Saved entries
· · · · ·
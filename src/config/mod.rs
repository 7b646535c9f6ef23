use std::time::Duration;

use serde::Deserialize;

use crate::pipeline::reconcile::ReconcileSettings;
use crate::pipeline::PipelineSettings;
use crate::services::ai::WorkersAiModels;

#[derive(Debug, Deserialize)]
pub struct AppConfig {
    /// Server bind address (e.g., "0.0.0.0:3000"). Optional for worker processes.
    #[serde(default = "default_bind_addr")]
    pub bind_addr: String,

    /// PostgreSQL connection string
    pub database_url: String,

    #[serde(default = "default_database_max_connections")]
    pub database_max_connections: u32,

    /// Redis connection string for job queue
    pub redis_url: String,

    /// Cloudflare account ID
    pub cf_account_id: String,

    /// Cloudflare Workers AI API token
    pub cf_api_token: String,

    /// R2 bucket name
    pub r2_bucket: String,

    /// R2 access key ID (S3-compatible)
    pub r2_access_key: String,

    /// R2 secret access key (S3-compatible)
    pub r2_secret_key: String,

    /// R2 endpoint URL
    pub r2_endpoint: String,

    /// Public base URL carousel images are served from
    pub r2_public_base_url: String,

    #[serde(default = "default_text_model")]
    pub text_model: String,

    #[serde(default = "default_image_model")]
    pub image_model: String,

    /// Used instead of `image_model` when the job carries a reference image
    #[serde(default = "default_img2img_model")]
    pub img2img_model: String,

    #[serde(default = "default_text_timeout_secs")]
    pub text_timeout_secs: u64,

    #[serde(default = "default_image_timeout_secs")]
    pub image_timeout_secs: u64,

    #[serde(default = "default_storage_timeout_secs")]
    pub storage_timeout_secs: u64,

    #[serde(default = "default_cancel_poll_interval_ms")]
    pub cancel_poll_interval_ms: u64,

    /// Jobs a single worker runs at once
    #[serde(default = "default_worker_concurrency")]
    pub worker_concurrency: usize,

    #[serde(default = "default_stale_job_after_secs")]
    pub stale_job_after_secs: u64,

    #[serde(default = "default_max_job_attempts")]
    pub max_job_attempts: i32,

    #[serde(default = "default_reconcile_interval_secs")]
    pub reconcile_interval_secs: u64,
}

fn default_bind_addr() -> String {
    "0.0.0.0:3000".to_string()
}

fn default_database_max_connections() -> u32 {
    20
}

fn default_text_model() -> String {
    "@cf/meta/llama-3.1-8b-instruct".to_string()
}

fn default_image_model() -> String {
    "@cf/black-forest-labs/flux-1-schnell".to_string()
}

fn default_img2img_model() -> String {
    "@cf/runwayml/stable-diffusion-v1-5-img2img".to_string()
}

fn default_text_timeout_secs() -> u64 {
    120
}

fn default_image_timeout_secs() -> u64 {
    90
}

fn default_storage_timeout_secs() -> u64 {
    30
}

fn default_cancel_poll_interval_ms() -> u64 {
    2000
}

fn default_worker_concurrency() -> usize {
    4
}

fn default_stale_job_after_secs() -> u64 {
    1800
}

fn default_max_job_attempts() -> i32 {
    3
}

fn default_reconcile_interval_secs() -> u64 {
    300
}

impl AppConfig {
    pub fn from_env() -> Result<Self, envy::Error> {
        dotenvy::dotenv().ok();
        envy::from_env()
    }

    pub fn models(&self) -> WorkersAiModels {
        WorkersAiModels {
            text: self.text_model.clone(),
            image: self.image_model.clone(),
            img2img: self.img2img_model.clone(),
        }
    }

    pub fn pipeline_settings(&self) -> PipelineSettings {
        PipelineSettings {
            text_timeout: Duration::from_secs(self.text_timeout_secs),
            image_timeout: Duration::from_secs(self.image_timeout_secs),
            storage_timeout: Duration::from_secs(self.storage_timeout_secs),
            cancel_poll_interval: Duration::from_millis(self.cancel_poll_interval_ms),
        }
    }

    pub fn reconcile_settings(&self) -> ReconcileSettings {
        ReconcileSettings {
            stale_after: Duration::from_secs(self.stale_job_after_secs),
            max_attempts: self.max_job_attempts,
            ..ReconcileSettings::default()
        }
    }

    pub fn reconcile_interval(&self) -> Duration {
        Duration::from_secs(self.reconcile_interval_secs)
    }
}
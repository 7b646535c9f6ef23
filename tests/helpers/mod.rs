//! Test helpers: an in-process pipeline harness and HTTP helpers for E2E runs

#![allow(dead_code)]

use serde::Deserialize;
use std::sync::Arc;
use std::time::Duration;
use tokio::time::sleep;
use uuid::Uuid;

use social_post_gen::db::memory::MemoryStore;
use social_post_gen::db::store::JobStore;
use social_post_gen::models::job::{NewPostJob, PostJob};
use social_post_gen::models::post::SubmitPostRequest;
use social_post_gen::pipeline::{Pipeline, PipelineSettings};
use social_post_gen::services::mock::{MemoryBlobStore, MockImageGenerator, MockTextGenerator};

/// Deadlines short enough for tests, polling fast enough to see cancellation quickly.
pub fn fast_settings() -> PipelineSettings {
    PipelineSettings {
        text_timeout: Duration::from_secs(2),
        image_timeout: Duration::from_secs(2),
        storage_timeout: Duration::from_secs(2),
        cancel_poll_interval: Duration::from_millis(10),
    }
}

/// A pipeline wired to in-memory collaborators that stay inspectable.
pub struct Harness {
    pub store: Arc<MemoryStore>,
    pub text: Arc<MockTextGenerator>,
    pub images: Arc<MockImageGenerator>,
    pub blobs: Arc<MemoryBlobStore>,
    pub pipeline: Pipeline,
}

impl Harness {
    pub fn new(text: MockTextGenerator, images: MockImageGenerator) -> Self {
        Self::with_settings(text, images, MemoryBlobStore::new(), fast_settings())
    }

    pub fn with_settings(
        text: MockTextGenerator,
        images: MockImageGenerator,
        blobs: MemoryBlobStore,
        settings: PipelineSettings,
    ) -> Self {
        let store = Arc::new(MemoryStore::new());
        let text = Arc::new(text);
        let images = Arc::new(images);
        let blobs = Arc::new(blobs);
        let pipeline = Pipeline::new(
            store.clone(),
            text.clone(),
            images.clone(),
            blobs.clone(),
            settings,
        );
        Self {
            store,
            text,
            images,
            blobs,
            pipeline,
        }
    }

    /// Record a job directly, as a successful submission would.
    pub async fn create_job(&self, request: SubmitPostRequest) -> PostJob {
        self.store
            .create_job(&NewPostJob {
                concept: request.concept,
                platform: request.platform,
                style: request.style,
                voice: request.voice,
                source_refs: request.source_refs,
                reference_image_key: request.reference_image_key,
            })
            .await
            .expect("create job")
    }

    pub async fn job(&self, job_id: Uuid) -> PostJob {
        self.store
            .get_job(job_id)
            .await
            .expect("read job")
            .expect("job exists")
    }

    /// Wait until at least `count` images are persisted for the job.
    pub async fn wait_for_images(&self, job_id: Uuid, count: usize) {
        for _ in 0..500 {
            if self.store.image_count(job_id) >= count {
                return;
            }
            sleep(Duration::from_millis(5)).await;
        }
        panic!("job {job_id} never reached {count} images");
    }
}

/// Response from POST /api/v1/posts
#[derive(Debug, Deserialize)]
pub struct SubmitResponse {
    pub job_id: Uuid,
    pub status: String,
}

#[derive(Debug, Deserialize)]
pub struct ProgressView {
    pub images_total: i32,
    pub images_completed: i32,
    pub failed_images: Vec<i32>,
    pub last_error: Option<String>,
}

#[derive(Debug, Deserialize)]
pub struct ImageView {
    pub carousel_index: i32,
    pub slot_index: i32,
    pub url: String,
    pub alt_text: String,
}

/// Response from GET /api/v1/posts/{job_id}
#[derive(Debug, Deserialize)]
pub struct JobStatusResponse {
    pub job_id: Uuid,
    pub status: String,
    pub progress: ProgressView,
    pub caption: Option<String>,
    pub hashtags: Option<Vec<String>>,
    pub images: Vec<ImageView>,
}

pub async fn submit_post(
    client: &reqwest::Client,
    base_url: &str,
    body: &serde_json::Value,
) -> Result<SubmitResponse, Box<dyn std::error::Error>> {
    let response = client
        .post(format!("{}/api/v1/posts", base_url))
        .json(body)
        .send()
        .await?;

    let status = response.status();
    if !status.is_success() {
        let error_text = response.text().await?;
        return Err(format!("Submit failed with status {}: {}", status, error_text).into());
    }

    Ok(response.json::<SubmitResponse>().await?)
}

/// Poll job status until it is terminal (with timeout)
pub async fn poll_job_status(
    client: &reqwest::Client,
    base_url: &str,
    job_id: Uuid,
    timeout_secs: u64,
) -> Result<JobStatusResponse, Box<dyn std::error::Error>> {
    let max_attempts = timeout_secs * 2; // Poll every 500ms

    for attempt in 0..max_attempts {
        let response = client
            .get(format!("{}/api/v1/posts/{}", base_url, job_id))
            .send()
            .await?;

        if !response.status().is_success() {
            let error_text = response.text().await?;
            return Err(format!("Status check failed: {}", error_text).into());
        }

        let status_response = response.json::<JobStatusResponse>().await?;

        match status_response.status.as_str() {
            "completed" | "failed" | "cancelled" => return Ok(status_response),
            "queued" | "generating_caption" | "generating_images" => {
                if attempt % 10 == 0 && attempt > 0 {
                    println!(
                        "  ... {} ({}/{} images)",
                        status_response.status,
                        status_response.progress.images_completed,
                        status_response.progress.images_total
                    );
                }
                sleep(Duration::from_millis(500)).await;
            }
            other => return Err(format!("Unknown job status: {}", other).into()),
        }
    }

    Err(format!("Job did not finish within {} seconds", timeout_secs).into())
}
· · · · ·
## Task objective:
Using the records above, gather all lines where the string "services" is present.

## Expected output:
use crate::services::ai::WorkersAiModels;
use social_post_gen::services::mock::{MemoryBlobStore, MockImageGenerator, MockTextGenerator};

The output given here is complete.